Feedback. A difficult pill to swallow.

It feels like a bullet, but objectively — it is what makes you better.

The Writing Life

Writer feedback. It's a difficult pill to swallow.

I am a member of multiple writing groups. These groups provide me with a strong sense of social support and belonging that I would lack otherwise, given the solitary career of a writer. For some of these groups, membership depends on sharing your work and receiving feedback so that you and the entire group can discuss and grow based on experience, thought, expertise, and sense-making.

Who should be part of your group?

  • To play it safe: surround yourself with people who will applaud your work. If confidence is what you need, there is no question. Play it safe. There are warm and welcoming yet critical writing groups that are good at weeding out disparagers.
  • To grow: choose from a wider pool of people. People who you would otherwise not meet.

Why?

For the ego, seek accolades. For success, your work should appeal to a broader audience.

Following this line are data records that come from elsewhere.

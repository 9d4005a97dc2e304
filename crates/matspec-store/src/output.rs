//! Document output: timestamped, never overwriting, written atomically.

use std::io::Write;
use std::path::{Path, PathBuf};

use matspec_core::SpecificationDocument;
use tracing::info;

use crate::StoreError;

/// Upper bound on `_N` suffixes tried before giving up.
const MAX_SUFFIX: usize = 1000;

/// Write the rendered document into `dir` and return the final path.
///
/// The content goes to a temp file in the same directory first and is then
/// persisted under a name that does not exist yet, so a re-run in the same
/// second gets `_2`, `_3`, … instead of replacing an earlier result.
pub fn write_document(dir: &Path, document: &SpecificationDocument) -> Result<PathBuf, StoreError> {
    std::fs::create_dir_all(dir).map_err(|source| StoreError::Write {
        path: dir.to_path_buf(),
        source,
    })?;

    let base = document.file_name();
    let stem = base.trim_end_matches(".md");
    let rendered = document.render();

    let write_err = |source: std::io::Error| StoreError::Write {
        path: dir.to_path_buf(),
        source,
    };
    let mut tmp = tempfile::NamedTempFile::new_in(dir).map_err(write_err)?;
    tmp.write_all(rendered.as_bytes()).map_err(write_err)?;
    tmp.as_file().sync_all().map_err(write_err)?;

    for n in 1..=MAX_SUFFIX {
        let name = if n == 1 {
            base.clone()
        } else {
            format!("{stem}_{n}.md")
        };
        let target = dir.join(name);
        match tmp.persist_noclobber(&target) {
            Ok(_) => {
                info!(
                    path = %target.display(),
                    bytes = rendered.len(),
                    sections = document.sections.len(),
                    "wrote specification document"
                );
                return Ok(target);
            }
            Err(e) if e.error.kind() == std::io::ErrorKind::AlreadyExists => tmp = e.file,
            Err(e) => {
                return Err(StoreError::Write {
                    path: target,
                    source: e.error,
                });
            }
        }
    }

    Err(StoreError::Write {
        path: dir.join(base),
        source: std::io::Error::new(
            std::io::ErrorKind::AlreadyExists,
            "too many documents with the same timestamp",
        ),
    })
}

#[cfg(test)]
mod tests {
    use super::*;
    use chrono::NaiveDate;
    use matspec_core::{SectionOutcome, SectionSource, SpecificationSection};

    fn document() -> SpecificationDocument {
        let at = NaiveDate::from_ymd_opt(2026, 10, 18)
            .unwrap()
            .and_hms_opt(9, 15, 0)
            .unwrap();
        let section = SpecificationSection {
            index: 0,
            source: SectionSource::Image("a.png".into()),
            outcome: SectionOutcome::Generated {
                body: "### Executive Summary\nConcrete and glass.".into(),
                sustainability: None,
                alternatives: None,
                missing: vec![],
            },
        };
        SpecificationDocument::new(at, 1, vec![section], vec![])
    }

    #[test]
    fn writes_timestamped_file() {
        let dir = tempfile::tempdir().unwrap();
        let out = dir.path().join("nested").join("output");
        let path = write_document(&out, &document()).unwrap();
        assert_eq!(
            path.file_name().unwrap().to_str().unwrap(),
            "material_specifications_20261018_091500.md"
        );
        let text = std::fs::read_to_string(&path).unwrap();
        assert!(text.contains("## Image: a.png"));
    }

    #[test]
    fn reruns_never_overwrite() {
        let dir = tempfile::tempdir().unwrap();
        let doc = document();
        let first = write_document(dir.path(), &doc).unwrap();
        std::fs::write(&first, "earlier result").unwrap();

        let second = write_document(dir.path(), &doc).unwrap();
        let third = write_document(dir.path(), &doc).unwrap();

        assert_ne!(first, second);
        assert!(second.ends_with("material_specifications_20261018_091500_2.md"));
        assert!(third.ends_with("material_specifications_20261018_091500_3.md"));
        assert_eq!(std::fs::read_to_string(&first).unwrap(), "earlier result");

        let leftovers: Vec<_> = std::fs::read_dir(dir.path())
            .unwrap()
            .filter_map(|e| e.ok())
            .filter(|e| !e.file_name().to_string_lossy().ends_with(".md"))
            .collect();
        assert!(leftovers.is_empty(), "temp files left behind");
    }
}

Caution: Know the people you are talking to and what makes them tick before blindly accepting their feedback.

So many writers have discovered the secret of learning more about their weaknesses and strengths and building their craft by looking at another’s work. When you explain how you put together your dialogue, the puzzle pieces click together, and mastery happens. In the same way, sometimes you need to be strong and defend your work because you are aware that your audience or genre will be able to understand what your critique does not.

Some authors are reviewing my work whose feedback, though sometimes painful, shines an honest truth on a failing of my work. Here are some examples:

  • Rewrite the prologue as 1 page. Prologues aren’t long.
  • Strip out all the unnecessary details from this chapter that don’t contribute to your greater plot/story. In the rewrite, I have left details that are no longer necessary. Suggestion to do this after I’ve written the rest of the book.
  • Sentences are frequently too long. Vary the sentence structure to help your reader digest.
  • I love your character X but he should be even more of a trickster.
  • Name all the characters that X encounters in this chapter. If not relevant to the plot, why are they there? Is this part necessary? Extra characters don’t need to be there unless they serve a purpose.
  • Can you instead re-use this chapter to introduce flashbacks in a more action-oriented sequence?
  • Increase dialogue, decrease characters OR start the story from ‘where it should start’ and not here.
  • A question raised: What is character X’S goal? Leaves me wondering if he needs a goal for my genre.
  • Stretch out the story more -> Too many things surprise the reader.
  • Create a plot map to help pinpoint the relevant details that need to be retained.
You are in control of what you do with your feedback.

As you can see by the above examples, no one was saying my writing bad. That doesn’t stop the feedback cycle from being hard to digest. I always make it a point to thank my critiques. Then, writing down the list of feedback, I figure out what actually needs to happen.
Say Thank You — Giving feedback is hard. Someone has to read your work. They have to think about it. They have to formulate a polite and generous response despite adding criticism. We think it’s hard to ask for feedback, but it’s equally difficult to give feedback.
Live by the 80:20 rule. Your work does not have to be perfect.

The chapter I shared was on its 7th–9th rewrite. I will wait until I finish writing the story before returning to it. 100% needed feedback = remove irrelevant characters and details.

Better yet, that feedback applies to all of what I’m writing. So — wish me luck on the next rewrite cycle so I may get that much closer to being done!